In the entries below, count every line with the word "Classic". Return only the count.

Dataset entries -
....
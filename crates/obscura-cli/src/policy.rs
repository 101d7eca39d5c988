//! Install policy applied when presenting links to a client.
//!
//! None of this lives in the catalog engine: which link is "best", which
//! OS ceiling to advertise, and which installers to offer are decisions of
//! whoever renders the catalog.

use obscura_core::DownloadLink;
use obscura_schema::version::satisfies;

/// Highest OS advertised for a binary with no 64-bit slice.
pub const LEGACY_MAX_OS_VERSION: &str = "10.99.99";

/// A way to get a link onto a device.
#[derive(Debug, Clone, Copy, PartialEq, Eq)]
pub enum InstallMethod {
    /// Plain download of the archive.
    Direct,
    /// OTA manifest install (needs AppSync on the device).
    Manifest,
    /// TrollStore URL scheme.
    TrollStore,
    /// AltStore Classic URL scheme.
    AltStore,
    /// SideStore URL scheme.
    SideStore,
}

impl InstallMethod {
    /// Human-readable label.
    pub fn label(&self) -> &'static str {
        match self {
            Self::Direct => "direct download",
            Self::Manifest => "manifest install",
            Self::TrollStore => "TrollStore",
            Self::AltStore => "AltStore Classic",
            Self::SideStore => "SideStore",
        }
    }
}

/// True if at least one supported slice is not content-protected.
pub fn is_installable(link: &DownloadLink) -> bool {
    link.arch_matrix().iter().any(|(_, protected)| !protected)
}

/// OS ceiling to advertise for `link`, if any.
pub fn max_os_version(link: &DownloadLink) -> Option<&'static str> {
    link.arch_matrix()
        .is_legacy_only()
        .then_some(LEGACY_MAX_OS_VERSION)
}

fn trollstore_supported(os: &str) -> bool {
    let in_range = satisfies("14.0", os) && satisfies(os, "16.6.1");
    let early_17 = os.starts_with("17.0") && os.ends_with(".0");
    in_range || early_17
}

/// Installers a device on `os` can use. `None` means the client is not a device.
pub fn install_methods(os: Option<&str>) -> Vec<InstallMethod> {
    let mut methods = vec![InstallMethod::Direct, InstallMethod::Manifest];
    let Some(os) = os else {
        return methods;
    };
    if trollstore_supported(os) {
        methods.push(InstallMethod::TrollStore);
    }
    if satisfies("12.2", os) {
        methods.push(InstallMethod::AltStore);
    }
    if satisfies("14.0", os) {
        methods.push(InstallMethod::SideStore);
    }
    methods
}

/// Short description of the binary's slices, e.g. `arm64, arm64e (protected)`.
pub fn describe_architectures(link: &DownloadLink) -> String {
    let matrix = link.arch_matrix();
    if !matrix.is_available() || matrix.iter().next().is_none() {
        return "metadata unavailable".to_string();
    }
    matrix
        .iter()
        .map(|(arch, protected)| {
            if protected {
                format!("{arch} (protected)")
            } else {
                arch.to_string()
            }
        })
        .collect::<Vec<_>>()
        .join(", ")
}
//! Error types for catalog operations.

use std::io;

use obscura_schema::{BundleId, SnapshotError};
use thiserror::Error;

/// Errors surfaced by the catalog engine.
///
/// Lookups that simply miss (unknown bundle identifier or version) are
/// not errors; they return `None`.
#[derive(Error, Debug)]
pub enum CatalogError {
    /// The snapshot as a whole could not be read or decoded.
    #[error("Snapshot error: {0}")]
    Snapshot(#[from] SnapshotError),

    /// A version string was appended twice to the same package.
    #[error("Package '{bundle_id}' already has version {version}")]
    DuplicateVersion {
        /// The package being built.
        bundle_id: BundleId,
        /// The repeated version string.
        version: String,
    },

    /// An ingestion targeted a package that is not in the catalog.
    #[error("Package '{0}' not found")]
    UnknownPackage(BundleId),

    /// An ingestion targeted a version the package does not have.
    #[error("Package '{bundle_id}' has no version {version}")]
    UnknownVersion {
        /// The package being updated.
        bundle_id: BundleId,
        /// The missing version string.
        version: String,
    },

    /// An ingestion tried to add a URL that the catalog already serves.
    #[error("URL already in catalog: {0}")]
    DuplicateUrl(String),

    /// The configuration file is not valid TOML for [`crate::config::CatalogConfig`].
    #[error("Config parse error: {0}")]
    Config(#[from] toml::de::Error),

    /// An I/O error outside of snapshot decoding (e.g. reading config).
    #[error("IO error: {0}")]
    Io(#[from] io::Error),
}

/// Convenience alias used across the crate.
pub type Result<T, E = CatalogError> = std::result::Result<T, E>;
//! Filesystem locations.

use dirs::home_dir;
use std::path::PathBuf;

/// Returns the Obscura home directory, or None if the user's home cannot be resolved.
///
/// `OBSCURA_HOME` overrides the default of `~/.obscura`.
pub fn try_obscura_home() -> Option<PathBuf> {
    if let Ok(val) = std::env::var("OBSCURA_HOME") {
        return Some(PathBuf::from(val));
    }
    home_dir().map(|h| h.join(".obscura"))
}

/// Default snapshot path: ~/.obscura/apps.json
pub fn snapshot_path() -> Option<PathBuf> {
    try_obscura_home().map(|h| h.join("apps.json"))
}

/// Config path: ~/.obscura/config.toml
pub fn config_path() -> Option<PathBuf> {
    try_obscura_home().map(|h| h.join("config.toml"))
}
....
ANSWER TO THE PROBLEM -
2